- TRY IT: Read through the lines below and copy the ones holding the string "warn".

- THE INPUT:
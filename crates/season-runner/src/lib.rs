//! # Maranello Season Runner
//!
//! Runs the per-race stages over many sessions in parallel and folds the results
//! into season-level outputs.
//!
//! Each race is independent: a worker borrows one `RaceSession` and hands back an
//! immutable `RaceOutcome`. A single collector then sorts the outcomes by race and
//! builds the season series, so the result never depends on which worker finished
//! first.

use configuration::Config;
use core_types::{RaceId, RaceSession};
use indicatif::ProgressBar;
use itertools::Itertools;
use leverage::{LeverageError, LeverageEstimator, LeverageScore, SeasonLeverageSummary, summarize};
use pace::{
    InsufficientData, PaceError, PaceNormalizer, RacePace, SeasonPace, SeasonSmoothing, aggregate,
    smooth,
};
use rayon::prelude::*;
use std::sync::Arc;
use std::sync::atomic::{AtomicBool, Ordering};
use std::time::{Duration, Instant};

pub mod error;

pub use error::RunnerError;

/// Which stages to run for every race.
#[derive(Debug, Clone, Copy, PartialEq, Eq)]
pub enum RunMode {
    Pace,
    Leverage,
    Both,
}

impl RunMode {
    pub fn includes_pace(self) -> bool {
        matches!(self, RunMode::Pace | RunMode::Both)
    }

    pub fn includes_leverage(self) -> bool {
        matches!(self, RunMode::Leverage | RunMode::Both)
    }
}

/// Everything computed for one race.
#[derive(Debug, Clone, PartialEq)]
pub struct RaceOutcome {
    pub race_id: RaceId,
    pub pace: Option<RacePace>,
    pub insufficient: Vec<InsufficientData>,
    pub leverage: Option<LeverageScore>,
    /// Why the race has no leverage score, when leverage was requested.
    pub omitted: Option<String>,
}

#[derive(Debug, Clone)]
pub struct SeasonOutcome {
    /// Completed races, chronological.
    pub races: Vec<RaceOutcome>,
    /// One entry per series and season, when pace was requested.
    pub pace: Vec<SeasonPace>,
    pub smoothed: Vec<SeasonSmoothing>,
    pub leverage: Option<SeasonLeverageSummary>,
    /// Races never started because the run was cancelled.
    pub skipped: Vec<RaceId>,
    pub cancelled: bool,
    pub elapsed: Duration,
}

enum Work {
    Done(Box<RaceOutcome>),
    Skipped(RaceId),
    Failed(RunnerError),
}

pub struct SeasonRunner {
    config: Config,
    normalizer: PaceNormalizer,
    estimator: LeverageEstimator,
    pool: rayon::ThreadPool,
    cancel: Arc<AtomicBool>,
}

impl SeasonRunner {
    pub fn new(config: Config) -> Result<Self, RunnerError> {
        config.validate()?;
        let workers = match config.run.workers {
            0 => num_cpus::get(),
            n => n,
        };
        let pool = rayon::ThreadPoolBuilder::new()
            .num_threads(workers)
            .thread_name(|i| format!("race-worker-{i}"))
            .build()?;

        Ok(Self {
            normalizer: PaceNormalizer::new(config.pace.clone()),
            estimator: LeverageEstimator::new(config.leverage.clone()),
            config,
            pool,
            cancel: Arc::new(AtomicBool::new(false)),
        })
    }

    pub fn config(&self) -> &Config {
        &self.config
    }

    pub fn workers(&self) -> usize {
        self.pool.current_num_threads()
    }

    /// Shared flag; once set, races that have not started yet are skipped.
    ///
    /// `run` clears the flag before it returns, so the runner stays usable.
    pub fn cancel_handle(&self) -> Arc<AtomicBool> {
        Arc::clone(&self.cancel)
    }

    pub fn run(
        &self,
        sessions: &[RaceSession],
        mode: RunMode,
        progress: &ProgressBar,
    ) -> Result<SeasonOutcome, RunnerError> {
        let started = Instant::now();

        let mut selected: Vec<&RaceSession> = sessions
            .iter()
            .filter(|s| self.config.run.includes(s.series, s.season, s.round))
            .collect();
        selected.sort_by_key(|s| s.race_id());
        if let Some((duplicate, _)) = selected
            .iter()
            .map(|s| s.race_id())
            .tuple_windows()
            .find(|(a, b)| a == b)
        {
            return Err(RunnerError::DuplicateRace(duplicate));
        }

        tracing::info!(
            selected = selected.len(),
            total = sessions.len(),
            workers = self.workers(),
            ?mode,
            "Starting run."
        );
        progress.set_length(selected.len() as u64);

        // Raised by a malformed session so the rest of this run is skipped.
        let abort = AtomicBool::new(false);
        let work: Vec<Work> = self.pool.install(|| {
            selected
                .par_iter()
                .map(|session| {
                    let work = self.process(session, mode, &abort);
                    progress.inc(1);
                    work
                })
                .collect()
        });
        let cancelled = self.cancel.swap(false, Ordering::SeqCst);

        let mut races = Vec::with_capacity(work.len());
        let mut skipped = Vec::new();
        for item in work {
            match item {
                Work::Done(outcome) => races.push(*outcome),
                Work::Skipped(race_id) => skipped.push(race_id),
                Work::Failed(err) => return Err(err),
            }
        }

        let pace = if mode.includes_pace() {
            self.collect_pace(&races)?
        } else {
            Vec::new()
        };
        let smoothed = pace
            .iter()
            .map(|season| smooth(season, &self.config.pace.smoothing))
            .collect::<Result<Vec<_>, _>>()?;

        let leverage = mode.includes_leverage().then(|| {
            let mut summary = summarize(races.iter().filter_map(|r| r.leverage.clone()).collect());
            for race in &races {
                if let Some(reason) = &race.omitted {
                    summary.omit(race.race_id, reason.clone());
                }
            }
            summary
        });

        if cancelled {
            tracing::warn!(skipped = skipped.len(), "Run cancelled; unstarted races skipped.");
        }
        tracing::info!(
            completed = races.len(),
            seasons = pace.len(),
            elapsed = ?started.elapsed(),
            "Run complete."
        );

        Ok(SeasonOutcome {
            races,
            pace,
            smoothed,
            leverage,
            skipped,
            cancelled,
            elapsed: started.elapsed(),
        })
    }

    fn process(&self, session: &RaceSession, mode: RunMode, abort: &AtomicBool) -> Work {
        let race_id = session.race_id();
        if self.cancel.load(Ordering::SeqCst) || abort.load(Ordering::SeqCst) {
            return Work::Skipped(race_id);
        }
        match self.process_race(session, mode) {
            Ok(outcome) => Work::Done(Box::new(outcome)),
            Err(err) => {
                if matches!(err, RunnerError::Malformed(_)) {
                    abort.store(true, Ordering::SeqCst);
                }
                tracing::error!(race = %race_id, error = %err, "Race failed.");
                Work::Failed(err)
            }
        }
    }

    fn process_race(&self, session: &RaceSession, mode: RunMode) -> Result<RaceOutcome, RunnerError> {
        let race_id = session.race_id();
        let mut outcome = RaceOutcome {
            race_id,
            pace: None,
            insufficient: Vec::new(),
            leverage: None,
            omitted: None,
        };

        if mode.includes_pace() {
            let normalized = self.normalizer.normalize(session).map_err(pace_error)?;
            outcome.pace = Some(aggregate(&normalized, &session.team_map()));
            outcome.insufficient = normalized.insufficient;
        }

        if mode.includes_leverage() {
            match self.estimator.estimate(session, self.config.leverage.scale_factor) {
                Ok(score) => outcome.leverage = Some(score),
                Err(err @ LeverageError::MissingStandings { .. }) => {
                    tracing::warn!(race = %race_id, error = %err, "Race omitted from leverage.");
                    outcome.omitted = Some(err.to_string());
                }
                Err(LeverageError::Session(err)) => return Err(RunnerError::Malformed(err)),
                Err(err) => return Err(err.into()),
            }
        }

        Ok(outcome)
    }

    /// The single collector for pace: one `SeasonPace` per series and season.
    fn collect_pace(&self, races: &[RaceOutcome]) -> Result<Vec<SeasonPace>, RunnerError> {
        races
            .iter()
            .filter_map(|r| r.pace.clone())
            .into_group_map_by(|p| (p.race_id.series, p.race_id.season))
            .into_iter()
            .sorted_by_key(|(key, _)| *key)
            .map(|((series, season), races)| {
                SeasonPace::from_races(series, season, races).map_err(RunnerError::from)
            })
            .collect()
    }
}

fn pace_error(err: PaceError) -> RunnerError {
    match err {
        PaceError::Session(err) => RunnerError::Malformed(err),
        other => RunnerError::Pace(other),
    }
}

- ANSWER SECTION:
            tracing::warn!(skipped = skipped.len(), "Run cancelled; unstarted races skipped.");
                    tracing::warn!(race = %race_id, error = %err, "Race omitted from leverage.");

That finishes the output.